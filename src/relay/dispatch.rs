//! Delivery Dispatcher: pushes a persisted message to every live connection
//! in the target identity's room. An empty room is a silent no-op; the
//! message is already durable and surfaces on the recipient's next history
//! fetch.

use super::event::ServerEvent;
use super::registry::{ConnId, RoomRegistry};

#[derive(Clone)]
pub struct Dispatcher {
    registry: RoomRegistry,
}

impl Dispatcher {
    pub fn new(registry: RoomRegistry) -> Self {
        Self { registry }
    }

    /// Delivers `event` to every connection of `identity`. Returns how many
    /// connections it was handed to.
    pub async fn dispatch(&self, event: ServerEvent, identity: &str) -> usize {
        self.dispatch_filtered(event, identity, None).await
    }

    /// Same, but skips one connection — used to echo a sent message to the
    /// sender's *other* devices without bouncing it back to the origin.
    pub async fn dispatch_except(
        &self,
        event: ServerEvent,
        identity: &str,
        skip: ConnId,
    ) -> usize {
        self.dispatch_filtered(event, identity, Some(skip)).await
    }

    async fn dispatch_filtered(
        &self,
        event: ServerEvent,
        identity: &str,
        skip: Option<ConnId>,
    ) -> usize {
        let mut delivered = 0;
        for (conn_id, outbound) in self.registry.members(identity).await {
            if Some(conn_id) == skip {
                continue;
            }
            // A closed receiver just means the connection is tearing down.
            if outbound.send(event.clone()).is_ok() {
                delivered += 1;
            }
        }
        tracing::debug!(identity, delivered, "dispatched event");
        delivered
    }
}

#[cfg(test)]
mod tests {
    use super::*;
    use tokio::sync::mpsc;
    use uuid::Uuid;

    use crate::store::Message;

    fn text_message(sender: &str, receiver: &str, text: &str) -> Message {
        Message {
            id: Uuid::now_v7(),
            sender: sender.to_owned(),
            receiver: receiver.to_owned(),
            text: Some(text.to_owned()),
            voice: None,
            emoji: None,
            timestamp: 0,
        }
    }

    #[tokio::test]
    async fn dispatch_to_an_empty_room_delivers_nothing() {
        let dispatcher = Dispatcher::new(RoomRegistry::new());
        let delivered = dispatcher
            .dispatch(
                ServerEvent::ReceiveMessage(text_message("u1", "u2", "hi")),
                "u2",
            )
            .await;
        assert_eq!(delivered, 0);
    }

    #[tokio::test]
    async fn dispatch_except_skips_the_origin_connection() {
        let registry = RoomRegistry::new();
        let (tx_origin, mut rx_origin) = mpsc::unbounded_channel();
        let (tx_other, mut rx_other) = mpsc::unbounded_channel();
        registry.join("u1", 1, tx_origin).await;
        registry.join("u1", 2, tx_other).await;

        let dispatcher = Dispatcher::new(registry);
        let delivered = dispatcher
            .dispatch_except(
                ServerEvent::ReceiveMessage(text_message("u1", "u2", "hi")),
                "u1",
                1,
            )
            .await;

        assert_eq!(delivered, 1);
        assert!(rx_origin.try_recv().is_err());
        assert!(rx_other.try_recv().is_ok());
    }
}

What is needed:
Copy out the line holding "let registry = RoomRegistry::new();". Then copy every later line of the data, unchanged, through the last one.

Solution to the exercise:
        let registry = RoomRegistry::new();
        let (tx_origin, mut rx_origin) = mpsc::unbounded_channel();
        let (tx_other, mut rx_other) = mpsc::unbounded_channel();
        registry.join("u1", 1, tx_origin).await;
        registry.join("u1", 2, tx_other).await;

        let dispatcher = Dispatcher::new(registry);
        let delivered = dispatcher
            .dispatch_except(
                ServerEvent::ReceiveMessage(text_message("u1", "u2", "hi")),
                "u1",
                1,
            )
            .await;

        assert_eq!(delivered, 1);
        assert!(rx_origin.try_recv().is_err());
        assert!(rx_other.try_recv().is_ok());
    }
}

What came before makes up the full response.